//! # Frame Exchange Module
//!
//! The single synchronization point between the capture callback and the
//! consumer loop. The capture side publishes a normalized audio frame together
//! with its spectrum; the consumer copies out the latest complete pair.
//!
//! Both sides hold the lock only while copying buffers. Analysis never runs
//! under it.

use std::sync::{Mutex, MutexGuard};

/// An audio frame and the spectrum derived from it.
#[derive(Debug, Clone, Default, PartialEq)]
pub struct FramePair {
    /// Normalized samples in [-1, 1].
    pub audio: Vec<f32>,
    /// Normalized spectrum bins in [0, 1].
    pub spectrum: Vec<f32>,
    /// Number of the publish call that produced this pair. Zero means nothing
    /// has been published yet.
    pub sequence: u64,
}

impl FramePair {
    /// An all-zero pair of the given sizes.
    pub fn silent(frame_len: usize, bin_count: usize) -> Self {
        Self {
            audio: vec![0.0; frame_len],
            spectrum: vec![0.0; bin_count],
            sequence: 0,
        }
    }
}

/// Holds the most recently published [`FramePair`].
#[derive(Debug)]
pub struct FrameExchange {
    latest: Mutex<FramePair>,
}

impl FrameExchange {
    /// Creates an exchange pre-sized so steady-state publishes never allocate.
    pub fn new(frame_len: usize, bin_count: usize) -> Self {
        Self {
            latest: Mutex::new(FramePair::silent(frame_len, bin_count)),
        }
    }

    // A panic on the other side can only interrupt a plain copy, so the
    // buffers are still usable.
    fn lock(&self) -> MutexGuard<'_, FramePair> {
        self.latest.lock().unwrap_or_else(|poisoned| poisoned.into_inner())
    }

    /// Replaces the held pair with copies of `audio` and `spectrum`.
    ///
    /// Called from the capture context. Only reallocates if the frame sizes
    /// changed since the last publish.
    pub fn publish(&self, audio: &[f32], spectrum: &[f32]) {
        let mut latest = self.lock();
        copy_resizing(&mut latest.audio, audio);
        copy_resizing(&mut latest.spectrum, spectrum);
        latest.sequence += 1;
    }

    /// Copies the latest pair into `dst`, reusing its allocations.
    ///
    /// Never waits for a new frame. Returns `true` if the pair is newer than
    /// what `dst` held before.
    pub fn snapshot_into(&self, dst: &mut FramePair) -> bool {
        let latest = self.lock();
        let fresh = latest.sequence != dst.sequence;
        dst.audio.clone_from(&latest.audio);
        dst.spectrum.clone_from(&latest.spectrum);
        dst.sequence = latest.sequence;
        fresh
    }

    /// Returns a copy of the latest pair.
    pub fn snapshot(&self) -> FramePair {
        self.lock().clone()
    }

    /// Sequence number of the latest publish.
    pub fn sequence(&self) -> u64 {
        self.lock().sequence
    }
}

fn copy_resizing(dst: &mut Vec<f32>, src: &[f32]) {
    if dst.len() == src.len() {
        dst.copy_from_slice(src);
    } else {
        dst.clear();
        dst.extend_from_slice(src);
    }
}
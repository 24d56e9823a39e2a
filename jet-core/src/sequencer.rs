//! # Sequencer Module
//!
//! Pairs detected pitches with durations taken from the gaps between detected
//! time peaks and lays the resulting notes end to end on a 384 PPQN grid.
//!
//! The pairing is random: the real entries of both lists are
//! shuffled independently before pairing. Pass a seeded generator to get the
//! same file twice.

use rand::Rng;
use rand::seq::SliceRandom;
use serde::Serialize;

use crate::peaks::{EventList, MidiNotes, TimeMarkers};

/// Shortest note the interval mapping produces, in ticks.
pub const MIN_NOTE_TICKS: u32 = 47;

/// Note lengths are rounded up to a multiple of this many ticks.
pub const QUANTUM_TICKS: u32 = 96;

/// Longest note the interval mapping may produce, in ticks (160 quarter notes).
/// A multiple of [`QUANTUM_TICKS`].
pub const MAX_NOTE_TICKS: u32 = 61_440;

/// Velocity used for every emitted note.
pub const NOTE_VELOCITY: u8 = 127;

/// One scheduled note.
#[derive(Debug, Clone, Copy, PartialEq, Eq, Serialize)]
pub struct NotePair {
    pub pitch: u8,
    pub velocity: u8,
    pub on_step: u32,
    pub off_step: u32,
}

impl NotePair {
    pub fn duration(&self) -> u32 {
        self.off_step - self.on_step
    }
}

/// Timing inputs for [`build_note_pairs`].
#[derive(Debug, Clone, Copy, PartialEq)]
pub struct SequenceParams {
    /// Length of one capture frame in ms; intervals are mapped from `[0, chunk_time_ms]`.
    pub chunk_time_ms: f32,
    /// Upper end of the duration range in ticks.
    pub max_note_ticks: u32,
}

/// Why no notes could be sequenced.
#[derive(Debug, Clone, Copy, PartialEq, Eq)]
pub enum AbortReason {
    NoNotes,
    NoTimeMarkers,
    /// The notes laid end to end run past the last representable tick.
    TickOverflow,
}

impl std::fmt::Display for AbortReason {
    fn fmt(&self, f: &mut std::fmt::Formatter<'_>) -> std::fmt::Result {
        match self {
            AbortReason::NoNotes => write!(f, "no frequency peaks detected"),
            AbortReason::NoTimeMarkers => write!(f, "no time peaks detected"),
            AbortReason::TickOverflow => write!(f, "note track is longer than the tick range"),
        }
    }
}

/// Rounds `value` up to the next multiple of `multiple`. A zero multiple
/// leaves the value unchanged. `None` when the result does not fit in a `u32`.
pub fn round_up(value: u32, multiple: u32) -> Option<u32> {
    if multiple == 0 {
        return Some(value);
    }
    match value % multiple {
        0 => Some(value),
        remainder => value.checked_add(multiple - remainder),
    }
}

/// Linearly maps `value` from `[in_min, in_max]` onto `[out_min, out_max]`,
/// clamping the result to the output range.
pub fn map_clamped(value: f32, in_min: f32, in_max: f32, out_min: f32, out_max: f32) -> f32 {
    let (lo, hi) = if out_min <= out_max { (out_min, out_max) } else { (out_max, out_min) };
    if (in_max - in_min).abs() < f32::EPSILON {
        return lo;
    }
    let mapped = out_min + (value - in_min) / (in_max - in_min) * (out_max - out_min);
    if mapped.is_nan() { lo } else { mapped.clamp(lo, hi) }
}

/// Duration in ticks for a gap of `interval_ms` between two time peaks.
///
/// `max_note_ticks` is capped at [`MAX_NOTE_TICKS`].
pub fn interval_to_ticks(interval_ms: f32, params: &SequenceParams) -> u32 {
    let max_ticks = params.max_note_ticks.min(MAX_NOTE_TICKS);
    let mapped = map_clamped(
        interval_ms,
        0.0,
        params.chunk_time_ms,
        MIN_NOTE_TICKS as f32,
        max_ticks as f32,
    );
    let ticks = mapped.round() as u32;
    round_up(ticks, QUANTUM_TICKS).unwrap_or(ticks)
}

/// Shuffles the real entries of `list`, leaving the sentinel at index 0.
pub fn shuffle_real<T, R: Rng + ?Sized>(list: &mut EventList<T>, rng: &mut R) {
    list.real_mut().shuffle(rng);
}

/// Builds note pairs from detected pitches and time peaks.
///
/// Both lists are taken by value because their real entries are shuffled in
/// place before pairing. For `i` in `1..min(len)`, note `i` gets the pitch
/// `notes[i]` and a duration derived from `|markers[i] - markers[i - 1]|`.
/// Notes follow each other without gaps, starting at tick 0.
///
/// # Returns
/// * `Ok(pairs)` - At least one note pair
/// * `Err(AbortReason)` - One of the lists has no real entries, or the
///   track would end past `u32::MAX` ticks
pub fn build_note_pairs<R: Rng + ?Sized>(
    mut notes: MidiNotes,
    mut markers: TimeMarkers,
    params: &SequenceParams,
    rng: &mut R,
) -> Result<Vec<NotePair>, AbortReason> {
    if notes.is_empty() {
        return Err(AbortReason::NoNotes);
    }
    if markers.is_empty() {
        return Err(AbortReason::NoTimeMarkers);
    }

    shuffle_real(&mut notes, rng);
    shuffle_real(&mut markers, rng);

    let count = notes.len().min(markers.len());
    let mut pairs = Vec::with_capacity(count - 1);
    let mut offset = 0u32;
    for i in 1..count {
        let interval = (markers[i] - markers[i - 1]).abs();
        let ticks = interval_to_ticks(interval, params);
        let off_step = offset.checked_add(ticks).ok_or(AbortReason::TickOverflow)?;
        pairs.push(NotePair {
            pitch: notes[i],
            velocity: NOTE_VELOCITY,
            on_step: offset,
            off_step,
        });
        offset = off_step;
    }
    Ok(pairs)
}

#[cfg(test)]
mod tests {
    use super::*;
    use pretty_assertions::assert_eq;
    use rand::SeedableRng;
    use rand_pcg::Pcg32;

    fn params() -> SequenceParams {
        SequenceParams { chunk_time_ms: 46.0, max_note_ticks: 384 }
    }

    #[test]
    fn test_round_up_properties() {
        for x in 0..1000u32 {
            let r = round_up(x, 96).unwrap();
            assert_eq!(r % 96, 0);
            assert!(r >= x);
            assert!(r < x + 96);
            assert_eq!(round_up(x, 0), Some(x));
        }
        assert_eq!(round_up(194, 96), Some(288));
        assert_eq!(round_up(192, 96), Some(192));
    }

    #[test]
    fn test_round_up_near_u32_max() {
        // u32::MAX % 96 == 63
        assert_eq!(round_up(u32::MAX, 96), None);
        assert_eq!(round_up(u32::MAX - 63, 96), Some(u32::MAX - 63));
        assert_eq!(round_up(u32::MAX, 0), Some(u32::MAX));
    }

    #[test]
    fn test_huge_max_note_ticks_is_capped() {
        let params = SequenceParams { chunk_time_ms: 46.0, max_note_ticks: u32::MAX };
        assert_eq!(interval_to_ticks(500.0, &params), MAX_NOTE_TICKS);
        assert_eq!(MAX_NOTE_TICKS % QUANTUM_TICKS, 0);
    }

    #[test]
    fn test_long_tracks_do_not_overflow() {
        let notes: MidiNotes = (40..80).collect();
        let markers: TimeMarkers = (0..40).map(|i| i as f32 * 10.0).collect();
        let params = SequenceParams { chunk_time_ms: 10.0, max_note_ticks: 200_000_000 };
        let pairs = build_note_pairs(notes, markers, &params, &mut Pcg32::seed_from_u64(3)).unwrap();

        assert_eq!(pairs.len(), 39);
        for pair in &pairs {
            assert!(pair.off_step > pair.on_step);
            assert!(pair.duration() <= MAX_NOTE_TICKS);
        }
    }

    #[test]
    fn test_track_past_tick_range_aborts() {
        // 70_000 notes of 61_440 ticks end past u32::MAX
        let notes: MidiNotes = std::iter::repeat(60).take(70_001).collect();
        let markers: TimeMarkers = (0..70_001).map(|i| i as f32 * 10.0).collect();
        let params = SequenceParams { chunk_time_ms: 10.0, max_note_ticks: MAX_NOTE_TICKS };
        assert_eq!(
            build_note_pairs(notes, markers, &params, &mut Pcg32::seed_from_u64(0)),
            Err(AbortReason::TickOverflow)
        );
    }

    #[test]
    fn test_map_clamped() {
        assert!((map_clamped(20.0, 0.0, 46.0, 47.0, 384.0) - 193.52).abs() < 0.01);
        assert_eq!(map_clamped(100.0, 0.0, 46.0, 47.0, 384.0), 384.0);
        assert_eq!(map_clamped(-5.0, 0.0, 46.0, 47.0, 384.0), 47.0);
        assert_eq!(map_clamped(3.0, 0.0, 0.0, 47.0, 384.0), 47.0);
    }

    #[test]
    fn test_interval_longer_than_chunk_is_clamped() {
        // 384 is already a multiple of 96
        assert_eq!(interval_to_ticks(500.0, &params()), 384);
        assert_eq!(interval_to_ticks(0.0, &params()), 96);
    }

    #[test]
    fn test_two_note_scenario() {
        let notes: MidiNotes = [64].into_iter().collect();
        let markers: TimeMarkers = [20.0].into_iter().collect();
        assert_eq!(notes.as_slice(), &[0, 64]);

        let mut rng = Pcg32::seed_from_u64(0);
        let pairs = build_note_pairs(notes, markers, &params(), &mut rng).unwrap();
        assert_eq!(
            pairs,
            vec![NotePair { pitch: 64, velocity: 127, on_step: 0, off_step: 288 }]
        );
    }

    #[test]
    fn test_empty_inputs_abort() {
        let mut rng = Pcg32::seed_from_u64(0);
        let some_notes: MidiNotes = [60].into_iter().collect();
        let some_markers: TimeMarkers = [1.0].into_iter().collect();

        assert_eq!(
            build_note_pairs(MidiNotes::new(), some_markers, &params(), &mut rng),
            Err(AbortReason::NoNotes)
        );
        assert_eq!(
            build_note_pairs(some_notes, TimeMarkers::new(), &params(), &mut rng),
            Err(AbortReason::NoTimeMarkers)
        );
    }

    #[test]
    fn test_pairs_follow_each_other() {
        let notes: MidiNotes = [60, 62, 64, 65, 67].into_iter().collect();
        let markers: TimeMarkers = [1.0, 5.0, 12.0].into_iter().collect();
        let mut rng = Pcg32::seed_from_u64(11);
        let pairs = build_note_pairs(notes, markers, &params(), &mut rng).unwrap();

        // min(6, 4) - 1 pairs
        assert_eq!(pairs.len(), 3);
        assert_eq!(pairs[0].on_step, 0);
        for w in pairs.windows(2) {
            assert_eq!(w[0].off_step, w[1].on_step);
        }
        for pair in &pairs {
            assert_eq!(pair.duration() % QUANTUM_TICKS, 0);
            assert!(pair.duration() <= 384);
            assert!([60, 62, 64, 65, 67].contains(&pair.pitch));
        }
    }

    #[test]
    fn test_shuffle_keeps_sentinel_and_is_seedable() {
        let base: MidiNotes = (1..=40).collect();

        let mut a = base.clone();
        let mut b = base.clone();
        shuffle_real(&mut a, &mut Pcg32::seed_from_u64(5));
        shuffle_real(&mut b, &mut Pcg32::seed_from_u64(5));
        assert_eq!(a, b);
        assert_eq!(a[0], 0);

        let mut sorted = a.real().to_vec();
        sorted.sort_unstable();
        assert_eq!(sorted, base.real().to_vec());
    }
}
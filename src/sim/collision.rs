//! Collision detection and response
//!
//! One resolver per obstacle category, called in a fixed order each tick:
//! outer bounds, guide walls, flippers, bumpers. Each resolver mutates the
//! ball's velocity and position and always leaves the ball strictly clear of
//! the surface it hit, so a resolved contact cannot re-trigger on the next
//! tick from residual penetration alone.
//!
//! Contacts are resolved independently and sequentially; a ball touching two
//! obstacles in one tick receives both corrections. There is no contact
//! manifold solving at this scale.

use super::flipper::Flipper;
use super::geometry::{project_onto_segment, reflect};
use super::state::{Ball, Bumper, Wall};
use crate::consts::*;

/// Distances below this cannot produce a well-defined normal; treated as
/// "no collision" per the degenerate-geometry policy
const MIN_CONTACT_DIST: f32 = 1e-4;

/// Bounce the ball off the rectangular outer bounds (left, right, top).
///
/// The bottom edge is deliberately open: falling past it is the drain/life
/// loss path, handled by the tick.
pub fn collide_bounds(ball: &mut Ball) -> bool {
    let mut hit = false;

    if ball.pos.x - ball.radius < WALL_PADDING {
        ball.pos.x = WALL_PADDING + ball.radius;
        ball.vel.x = -ball.vel.x * BOUNDS_RESTITUTION;
        hit = true;
    }
    if ball.pos.x + ball.radius > TABLE_WIDTH - WALL_PADDING {
        ball.pos.x = TABLE_WIDTH - WALL_PADDING - ball.radius;
        ball.vel.x = -ball.vel.x * BOUNDS_RESTITUTION;
        hit = true;
    }
    if ball.pos.y - ball.radius < WALL_PADDING {
        ball.pos.y = WALL_PADDING + ball.radius;
        ball.vel.y = -ball.vel.y * BOUNDS_RESTITUTION;
        hit = true;
    }

    hit
}

/// Bounce the ball off a polyline guide wall.
///
/// Every segment is tested; segments are well separated on this table, so
/// when more than one matches in a tick the last correction simply wins.
pub fn collide_wall(ball: &mut Ball, wall: &Wall) -> bool {
    let mut hit = false;

    for (a, b) in wall.segments() {
        let Some(contact) = project_onto_segment(ball.pos, a, b) else {
            continue;
        };
        let offset = ball.pos - contact.point;
        let dist = offset.length();
        if dist < MIN_CONTACT_DIST || dist >= ball.radius + WALL_SKIN {
            continue;
        }

        let normal = offset / dist;
        ball.vel = reflect(ball.vel, normal) * WALL_RESTITUTION;
        ball.pos = contact.point + normal * (ball.radius + WALL_SKIN);
        hit = true;
    }

    hit
}

/// Bounce the ball off a flipper segment.
///
/// The flipper is a thick segment: contact when the ball center is within
/// `ball.radius + FLIPPER_THICKNESS / 2` of the segment. A pressed flipper
/// adds its kick impulse along the contact normal; an unpressed one only
/// reflects.
pub fn collide_flipper(ball: &mut Ball, flipper: &Flipper) -> bool {
    let (a, b) = flipper.endpoints();
    let Some(contact) = project_onto_segment(ball.pos, a, b) else {
        return false;
    };

    let offset = ball.pos - contact.point;
    let dist = offset.length();
    let reach = ball.radius + FLIPPER_THICKNESS / 2.0;
    if dist < MIN_CONTACT_DIST || dist >= reach {
        return false;
    }

    let normal = offset / dist;
    ball.vel = reflect(ball.vel, normal);
    ball.vel += normal * flipper.kick_velocity();
    ball.pos = contact.point + normal * (reach + 1.0);

    true
}

/// Bounce the ball off a bumper, amplifying its speed.
///
/// Bumpers are active elements: the reflected velocity is scaled up by
/// `BUMPER_BOOST`. The caller is responsible for awarding `bumper.score`.
pub fn collide_bumper(ball: &mut Ball, bumper: &Bumper) -> bool {
    let offset = ball.pos - bumper.center;
    let dist = offset.length();
    if dist < MIN_CONTACT_DIST || dist >= bumper.radius + ball.radius {
        return false;
    }

    let normal = offset / dist;
    ball.vel = reflect(ball.vel, normal) * BUMPER_BOOST;
    ball.pos = bumper.center + normal * (bumper.radius + ball.radius + 1.0);

    true
}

→ **AIM OF THE TASK**
Here the output must be the lines above from the line with "derived from it." to the line with "the frame sizes", both included, duplicated word for word and nothing else.

→ **SOLUTION TO THE PROBLEM**
/// An audio frame and the spectrum derived from it.
#[derive(Debug, Clone, Default, PartialEq)]
pub struct FramePair {
    /// Normalized samples in [-1, 1].
    pub audio: Vec<f32>,
    /// Normalized spectrum bins in [0, 1].
    pub spectrum: Vec<f32>,
    /// Number of the publish call that produced this pair. Zero means nothing
    /// has been published yet.
    pub sequence: u64,
}

impl FramePair {
    /// An all-zero pair of the given sizes.
    pub fn silent(frame_len: usize, bin_count: usize) -> Self {
        Self {
            audio: vec![0.0; frame_len],
            spectrum: vec![0.0; bin_count],
            sequence: 0,
        }
    }
}

/// Holds the most recently published [`FramePair`].
#[derive(Debug)]
pub struct FrameExchange {
    latest: Mutex<FramePair>,
}

impl FrameExchange {
    /// Creates an exchange pre-sized so steady-state publishes never allocate.
    pub fn new(frame_len: usize, bin_count: usize) -> Self {
        Self {
            latest: Mutex::new(FramePair::silent(frame_len, bin_count)),
        }
    }

    // A panic on the other side can only interrupt a plain copy, so the
    // buffers are still usable.
    fn lock(&self) -> MutexGuard<'_, FramePair> {
        self.latest.lock().unwrap_or_else(|poisoned| poisoned.into_inner())
    }

    /// Replaces the held pair with copies of `audio` and `spectrum`.
    ///
    /// Called from the capture context. Only reallocates if the frame sizes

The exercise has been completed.